Оно одно со мной на землю возвратилось[10].

 

После прочтения стихотворения «Сон» невольно вспоминается отрывок из поэмы Владимира Соловьева «Три свидания», где повествуется о видении философом Софии Премудрости Божией в египетской пустыни:

 

И долго я лежал в дремоте жуткой,

И вот повеяло: «Усни, мой бедный друг!»

И я уснул; когда ж проснулся чутко, –

Дышали розами земля и неба круг.

 

И в пурпуре небесного блистанья

Очами полными лазурного огня,

Глядела ты, как первое сиянье

Всемирного и творческого дня.

 

Что есть, что было, что грядет вовеки –

Все обнял тут один недвижный взор…

Синеют подо мной моря и реки,

И дальний лес, и выси снежных гор.

 

Все видел я, и все одно лишь было –

Один лишь образ женской красоты…

Безмерное в его размер входило, –

Передо мной, во мне – одна лишь ты.

 

О лучезарная! тобой я не обманут:

Я всю тебя в пустыне увидал …

В душе моей те розы не завянут,

Куда бы ни умчал житейский вал.

 

Один лишь миг! Видение сокрылось –

И солнца шар всходил на небосклон.

В пустыне тишина. Душа молилась,

И не смолкал в ней благовестный звон.

 

<…>

 

Еще невольник суетному миру,

Под грубою корою вещества

Так я прозрел нетленную порфиру

И ощутил сиянье Божества[11].

 

Реальный опыт пребывания в мирах Высших оказал определяющие воздействие на будущую судьбу Пирогова. После болезни к нему в первый раз в жизни пришла мысль об уповании в Промысел[12], зародилась вера в «Того, Кто выше света и нас», появилась надобность говорить «о высоком и неземном»[13]. Возникло сильное желание беспредельной жизни и необходимость в непостижимо-высоком идеале, который он нашел в Иисусе Христе[14], принявшись через несколько лет за чтение Евангелия[15]. Совершился поворот к новому мировоззрению – «религии дел» – «дел любви и веры дел», преобладающей чертой которого стала животворящая любовь к людям и желание подражать земной жизни Христа.

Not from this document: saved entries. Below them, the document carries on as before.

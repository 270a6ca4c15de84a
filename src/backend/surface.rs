// Window / surface collaborator
//
// The core only needs three things from the window: raw platform handles,
// the framebuffer size in pixels, and the instance extensions required to
// create a surface for those handles.

use anyhow::{Context, Result};
use ash::extensions::khr;
use ash::{vk, Entry};
use raw_window_handle::{
    HasDisplayHandle, HasWindowHandle, RawDisplayHandle, RawWindowHandle,
};
use std::ffi::CStr;

pub trait WindowSurface {
    fn raw_handles(&self) -> Result<(RawDisplayHandle, RawWindowHandle)>;

    /// Current framebuffer size in pixels
    fn framebuffer_size(&self) -> (u32, u32);

    fn required_extensions(&self) -> Result<Vec<&'static CStr>> {
        let (display, _) = self.raw_handles()?;
        required_extensions_for(display)
    }
}

impl WindowSurface for winit::window::Window {
    fn raw_handles(&self) -> Result<(RawDisplayHandle, RawWindowHandle)> {
        let display = self
            .display_handle()
            .context("Failed to get display handle")?
            .as_raw();
        let window = self
            .window_handle()
            .context("Failed to get window handle")?
            .as_raw();
        Ok((display, window))
    }

    fn framebuffer_size(&self) -> (u32, u32) {
        let size = self.inner_size();
        (size.width, size.height)
    }
}

/// Surface extension plus the platform extension matching the display handle
pub fn required_extensions_for(display: RawDisplayHandle) -> Result<Vec<&'static CStr>> {
    let platform = match display {
        RawDisplayHandle::Windows(_) => khr::Win32Surface::name(),
        RawDisplayHandle::Xlib(_) => khr::XlibSurface::name(),
        RawDisplayHandle::Xcb(_) => khr::XcbSurface::name(),
        RawDisplayHandle::Wayland(_) => khr::WaylandSurface::name(),
        other => anyhow::bail!("Unsupported display handle: {:?}", other),
    };
    Ok(vec![khr::Surface::name(), platform])
}

/// Create a platform surface for the window.
///
/// # Safety
/// The handles must stay valid for the lifetime of the returned surface and
/// `instance` must have been created with [`required_extensions_for`].
pub unsafe fn create_surface(
    entry: &Entry,
    instance: &ash::Instance,
    display: RawDisplayHandle,
    window: RawWindowHandle,
) -> Result<vk::SurfaceKHR> {
    let surface = match (display, window) {
        (RawDisplayHandle::Windows(_), RawWindowHandle::Win32(handle)) => {
            let hinstance = handle.hinstance.map(|h| h.get()).unwrap_or(0) as *const std::ffi::c_void;
            let hwnd = handle.hwnd.get() as *const std::ffi::c_void;
            let create_info = vk::Win32SurfaceCreateInfoKHR::builder()
                .hinstance(hinstance)
                .hwnd(hwnd);
            khr::Win32Surface::new(entry, instance).create_win32_surface(&create_info, None)
        }
        (RawDisplayHandle::Xlib(display), RawWindowHandle::Xlib(handle)) => {
            let dpy = display
                .display
                .context("Xlib display handle has no display pointer")?;
            let create_info = vk::XlibSurfaceCreateInfoKHR::builder()
                .dpy(dpy.as_ptr() as *mut _)
                .window(handle.window);
            khr::XlibSurface::new(entry, instance).create_xlib_surface(&create_info, None)
        }
        (RawDisplayHandle::Xcb(display), RawWindowHandle::Xcb(handle)) => {
            let connection = display
                .connection
                .context("Xcb display handle has no connection")?;
            let create_info = vk::XcbSurfaceCreateInfoKHR::builder()
                .connection(connection.as_ptr() as *mut _)
                .window(handle.window.get());
            khr::XcbSurface::new(entry, instance).create_xcb_surface(&create_info, None)
        }
        (RawDisplayHandle::Wayland(display), RawWindowHandle::Wayland(handle)) => {
            let create_info = vk::WaylandSurfaceCreateInfoKHR::builder()
                .display(display.display.as_ptr() as *mut _)
                .surface(handle.surface.as_ptr() as *mut _);
            khr::WaylandSurface::new(entry, instance).create_wayland_surface(&create_info, None)
        }
        _ => anyhow::bail!("Unsupported window handle type"),
    };

    surface.context("Failed to create Vulkan surface")
}

#[cfg(test)]
mod tests {
    use super::*;
    use raw_window_handle::{WaylandDisplayHandle, WindowsDisplayHandle};
    use std::ptr::NonNull;

    #[test]
    fn extensions_follow_the_display_platform() {
        let windows = RawDisplayHandle::Windows(WindowsDisplayHandle::new());
        let exts = required_extensions_for(windows).unwrap();
        assert_eq!(exts, vec![khr::Surface::name(), khr::Win32Surface::name()]);

        let mut dummy = 0u8;
        let wayland = RawDisplayHandle::Wayland(WaylandDisplayHandle::new(
            NonNull::from(&mut dummy).cast(),
        ));
        let exts = required_extensions_for(wayland).unwrap();
        assert_eq!(exts[1], khr::WaylandSurface::name());
    }
}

Тогда же в душе открылась потребность семейной любви и семейного счастья. И Николай Иванович быстро и счастливо женился на Екатерине Березиной.

Для молодого ученого с тех пор Предвечное начало сделалось источником жизни и стало невозможно объяснять причину проявленного мира только материальными процессами. Но, сделавшись искренне верующим, убедившись, что оставаться позитивистом более нельзя, он нисколько не утратил научных, мыслью и опытом приобретенных убеждений. Родился тот синтез глубокого знания с искреннею верою, который и был присущ Николаю Ивановичу Пирогову – истинно величайшему и светлому уму[16]. И он писал на пороге своего сорокалетия: «Я благодарю, трикратно благодарю Всемогущего, что Он призвал меня быть врачом и наставником. Правда, изучение медицины меня несколько раз вовлекало в грубый материализм, охлаждало во мне любовь к людям, открывая черную и грязную сторону их души во всей ее наготе, еще и до сих пор оставило во мне сомнение, без которого ни одна опытная наука не может существовать, и делается сбором всяких нелепостей и предрассудков. Но теперь, когда я стал старше и опытнее, когда горе, неудачи, обманутая надежда, разрушенные мечты изменили и, сколько я могу судить о себе, улучшили меня, когда я начал искать прибежища и утешения в Недостижимом на земле, когда мысль о смерти и о бессмертии чаще навещает меня, теперь мои занятия наукою и приложение моего искусства мне доставляют менее громкое, менее блестящее и мишурное, но глубокое и задушевное наслаждение. На всяком шагу, в приложении моего искусства, я могу исполнять и обязанности любви, и утешаться, и утешать верою и упованием»[17].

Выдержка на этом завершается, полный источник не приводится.